Praia para todos. O país pediu e o Conselho de Ministros anuiu. Desde segunda-feira, mas com efeitos a partir desta terça-feira, os banhistas já podem ir à praia, estender a toalha e dar mergulhos. O calor e os ajuntamentos de fim de semana forçaram este caminho. Agora será o bom senso a determinar se valeu a pena dar o passo.

Com a subida da temperatura, aquilo a que se assistia de Norte a Sul do país era constrangedor. As recomendações da Polícia Marítima caíam em saco roto. Se umas pessoas saíam do areal, outras acabavam por entrar. Era gente a jogar à bola, outros a mergulhar e vários com a toalha estendida. Estava na cara que seria difícil, para não dizer impossível, pôr ordem na "casa". Chamar o Exército, como chegou a falar-se, também era demais.

A solução foi abrir portas e confiar no bom senso. Até ver os resultados... Para já mantém-se a advertência de que o distanciamento físico é para manter. Essa continuará a ser uma regra básica, seja na areia ou fora dela. Porque a covid-19 a isso obriga.

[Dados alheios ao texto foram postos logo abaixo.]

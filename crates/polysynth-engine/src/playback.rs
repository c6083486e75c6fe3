//! Playback hand-off.
//!
//! Rendering never touches an audio device. Finished buffers are handed to a
//! [`PlaybackSink`]; real-time output is up to the implementor.

use std::path::PathBuf;

use tracing::info;

use crate::error::SynthResult;
use crate::wav::WavResult;

/// Consumer of finished PCM buffers.
pub trait PlaybackSink {
    /// Accepts a mono buffer. With `wait`, returns only once playback is done.
    fn play(&mut self, samples: &[i16], sample_rate: u32, wait: bool) -> SynthResult<()>;
}

/// Writes every buffer it receives to a WAV file.
#[derive(Debug, Clone)]
pub struct WavFileSink {
    path: PathBuf,
    last: Option<WavResult>,
}

impl WavFileSink {
    pub fn new(path: impl Into<PathBuf>) -> Self {
        Self {
            path: path.into(),
            last: None,
        }
    }

    /// Target path.
    pub fn path(&self) -> &std::path::Path {
        &self.path
    }

    /// The most recently written file.
    pub fn last_written(&self) -> Option<&WavResult> {
        self.last.as_ref()
    }
}

impl PlaybackSink for WavFileSink {
    // Writing is synchronous, so `wait` changes nothing.
    fn play(&mut self, samples: &[i16], sample_rate: u32, _wait: bool) -> SynthResult<()> {
        let wav = WavResult::from_samples(samples, sample_rate);
        wav.save(&self.path)?;
        info!(
            path = %self.path.display(),
            seconds = wav.duration_seconds(),
            pcm_hash = %wav.pcm_hash,
            "wrote song"
        );
        self.last = Some(wav);
        Ok(())
    }
}

/// Keeps buffers in memory.
#[derive(Debug, Clone, Default)]
pub struct MemorySink {
    pub played: Vec<(Vec<i16>, u32)>,
}

impl PlaybackSink for MemorySink {
    fn play(&mut self, samples: &[i16], sample_rate: u32, _wait: bool) -> SynthResult<()> {
        self.played.push((samples.to_vec(), sample_rate));
        Ok(())
    }
}

#[cfg(test)]
mod tests {
    use super::*;

    #[test]
    fn test_wav_file_sink_writes_file() {
        let dir = tempfile::tempdir().unwrap();
        let path = dir.path().join("out.wav");
        let mut sink = WavFileSink::new(&path);
        sink.play(&[0, 1, 2, 3], 44100, true).unwrap();

        let bytes = std::fs::read(&path).unwrap();
        let written = sink.last_written().unwrap();
        assert_eq!(bytes, written.wav_data);
        assert_eq!(written.num_samples, 4);
    }

    #[test]
    fn test_memory_sink_collects() {
        let mut sink = MemorySink::default();
        sink.play(&[5, 6], 8000, false).unwrap();
        sink.play(&[7], 8000, true).unwrap();
        assert_eq!(sink.played, vec![(vec![5, 6], 8000), (vec![7], 8000)]);
    }
}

Mais à frente, no dia 6 de junho, no início oficial da época balnear, as medidas vão apertar. A vigilância policial aumentará e os nadadores-salvadores já estarão de serviço. Nessa altura poderão chegar os tais semáforos para medir a lotação.

Se neste primeiro dia, após a resolução do Conselho de Ministros, o sinal para avaliar o respeito pelas normas é verde, também se sabe que a luz amarela estará sempre à espreita e que se chegar ao vermelho as nossas liberdades recuarão. Por isso, se queremos uma praia para todos, haja juízo.